I’d barely left Inverness before I found a tick in my leg. I’d never had a tick before but I know about them, mainly that there is a risk of disease with any blood-sucking mite. I panicked and phoned everyone I knew, including two doctor friends and my doctor sister, to find out what I should do. I settled down with my tweezers to remove it but the head snapped off. Now, every article I’d read on tick bites are very clear that you should NOT LET THE HEAD SNAP OFF. But none of them tells you what to do if the head does, in fact, snap off. Between finding a GP and pharmacist who could tell me what to do, buying some magnesium sulphate cream to draw the head out (which didn’t work, by the way), and plastering the thing up, it was gone lunchtime by the time time I left Dingwall. My dream of reaching John O’ Groats by Saturday evening (and having a pint with the boys) was slipping further from my grasp.
So, that was the moment I decided that, for once, I wouldn’t have a plan. I always have a plan, whether that be a booked event or a pre-determined route or booked accommodation. So, this time, I wouldn’t. I had a day in hand. Why not use it?

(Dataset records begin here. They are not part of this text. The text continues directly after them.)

//! Core types for payment reconciliation

use chrono::{DateTime, Utc};
use rust_decimal::Decimal;
use serde::{Deserialize, Serialize};
use uuid::Uuid;

/// Payment event lifecycle.
///
/// `pending → {verified, rejected}`, `verified → {applied, rejected}`.
/// `applied` and `rejected` are terminal; rejected events are never
/// retried automatically.
#[derive(Debug, Clone, Copy, PartialEq, Eq, Serialize, Deserialize)]
pub enum PaymentEventStatus {
    /// Received, signature not yet checked
    Pending,
    /// Signature check passed; awaiting invoice-side processing
    Verified,
    /// Terminal failure (invalid signature, amount mismatch, already
    /// settled, duplicate)
    Rejected,
    /// Invoice updated; terminal
    Applied,
}

impl PaymentEventStatus {
    /// Whether a transition to `next` is allowed
    pub fn can_transition(self, next: PaymentEventStatus) -> bool {
        use PaymentEventStatus::*;
        matches!(
            (self, next),
            (Pending, Verified) | (Pending, Rejected) | (Verified, Applied) | (Verified, Rejected)
        )
    }
}

/// Idempotency key of a gateway confirmation
#[derive(Debug, Clone, PartialEq, Eq, Hash, Serialize, Deserialize)]
pub struct IdempotencyKey {
    /// Gateway order id (opaque)
    pub order_id: String,

    /// Gateway payment id (opaque)
    pub payment_id: String,
}

/// A recorded gateway confirmation.
///
/// Events are an append-only audit trail: rows are never deleted and
/// status only moves forward.
#[derive(Debug, Clone, Serialize, Deserialize)]
pub struct PaymentEvent {
    /// Event ID (time-ordered)
    pub id: Uuid,

    /// Gateway order id
    pub gateway_order_id: String,

    /// Gateway payment id
    pub gateway_payment_id: String,

    /// Signature string as received
    pub gateway_signature: String,

    /// Internal invoice the payment settles
    pub invoice_id: Uuid,

    /// Confirmed amount
    pub amount: Decimal,

    /// Lifecycle status
    pub status: PaymentEventStatus,

    /// Why the event was rejected, when it was
    pub reject_reason: Option<String>,

    /// Webhook receipt time
    pub received_at: DateTime<Utc>,
}

impl PaymentEvent {
    /// This event's idempotency key
    pub fn idempotency_key(&self) -> IdempotencyKey {
        IdempotencyKey {
            order_id: self.gateway_order_id.clone(),
            payment_id: self.gateway_payment_id.clone(),
        }
    }
}

/// Inbound webhook body (JSON)
#[derive(Debug, Clone, Serialize, Deserialize)]
pub struct ConfirmationPayload {
    /// Gateway order id
    pub gateway_order_id: String,

    /// Gateway payment id
    pub gateway_payment_id: String,

    /// Internal invoice id
    pub invoice_id: Uuid,

    /// Confirmed amount
    pub amount: Decimal,
}

impl ConfirmationPayload {
    /// Canonical string the gateway signs.
    ///
    /// Includes the amount so that a tampered amount fails verification
    /// even when the rest of the payload is intact.
    pub fn canonical_string(&self) -> String {
        format!(
            "{}|{}|{}",
            self.gateway_order_id, self.gateway_payment_id, self.amount
        )
    }
}

/// Invoice settlement status
#[derive(Debug, Clone, Copy, PartialEq, Eq, Serialize, Deserialize)]
pub enum InvoicePaymentStatus {
    /// Nothing paid yet
    Unpaid,
    /// Partially paid
    Partial,
    /// Fully settled
    Paid,
}

/// Read view of an invoice as the reconciler needs it
#[derive(Debug, Clone, Serialize, Deserialize)]
pub struct InvoiceView {
    /// Invoice ID
    pub id: Uuid,

    /// Total invoiced amount
    pub total: Decimal,

    /// Amount paid so far
    pub paid: Decimal,

    /// Settlement status
    pub status: InvoicePaymentStatus,
}

impl InvoiceView {
    /// Outstanding balance
    pub fn outstanding(&self) -> Decimal {
        self.total - self.paid
    }
}

/// Outcome of processing a confirmation
#[derive(Debug, Clone, PartialEq, Eq, Serialize, Deserialize)]
pub enum PaymentOutcome {
    /// The confirmation was applied to the invoice
    Applied {
        /// Event that was applied
        event_id: Uuid,
        /// Invoice status after application
        invoice_status: InvoicePaymentStatus,
    },

    /// The idempotency key was already applied; the committed result is
    /// returned instead of an error
    AlreadyApplied {
        /// Event that holds the committed application
        event_id: Uuid,
        /// Current invoice status
        invoice_status: InvoicePaymentStatus,
    },

    /// Terminal rejection
    Rejected {
        /// Event that was rejected
        event_id: Uuid,
        /// Reason, suitable for the caller
        reason: String,
    },
}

So I set off, calm, relaxed (apart from the underlying panic that I’d just contracted Lyme’s disease), and without concern for miles or hours. There followed two absolutely wonderful days of cycling. From the top of a long pass north of Dingwall I saw the sea; the first glimpse since leaving it at Exmouth. I watched salmon leap in a waterfall at the Falls of Shin. I rode through deserted mountainous landscapes where sheep were more plentiful than cars. I crossed Strathnaver, a barren yet richly historical landscape which had once housed a huge population before they were booted out by the Lords in the Highland Clearances. I swam in the sea at Bettyhill, bobbing amongst the surfers and being drenched by the breakers as they crashed over my head. I traversed the incredible coastline of northern Scotland, the ever-present skyline of peaks a dramatic backdrop to the snaking road as it ascended and descended, ascended and descended all the way to Thurso. I pitched my tent for the final time under the light of the full moon and listened to the waves of Thurso Bay lulling me to sleep.
And then, there it was: the last day, where I would reach John O’Groats. The perfect weather had returned and I rode the final stretch in my t-shirt – a round trip of around 50 miles if you include the detour to Dunnet Head – arriving in John o’ Groats where the famous signpost indicated I’d just cycled 874 miles from the opposite corner of Britain.
The arrival promoted a mix of emotions which I’ve explored here, euphoria and exhaustion among them. I sat eating some snacks as I looked out to the Orkney Isles and up to the lighthouse at Duncansby Head, where I’d sat eating my lunch on my round-Britain trip. Such a lot had happened since then. On that visit, I had been barely a quarter of the way into my 4000 mile ride around Britain’s coast. I was a touring novice, naive in many ways, with the whole of Britain yet to be discovered. John O’Groats was simply a turning point in my journey, neither the start nor the finish, just one more day in my long ride.
But it was the reason I was here again: I have spent the intervening years talking and writing about my trip in a bid to inspire others that adventuring by bicycle is one of the best ways to see the world, and that the UK is a great starting point. The whole point of riding LEJOG was to promote the resulting book. It was a wonderful trip, and a success commercially – I sold around 200 books and spoke to around 400 people, hopefully inspiring others to get out there and discover a little more of this wonderful island on which we live.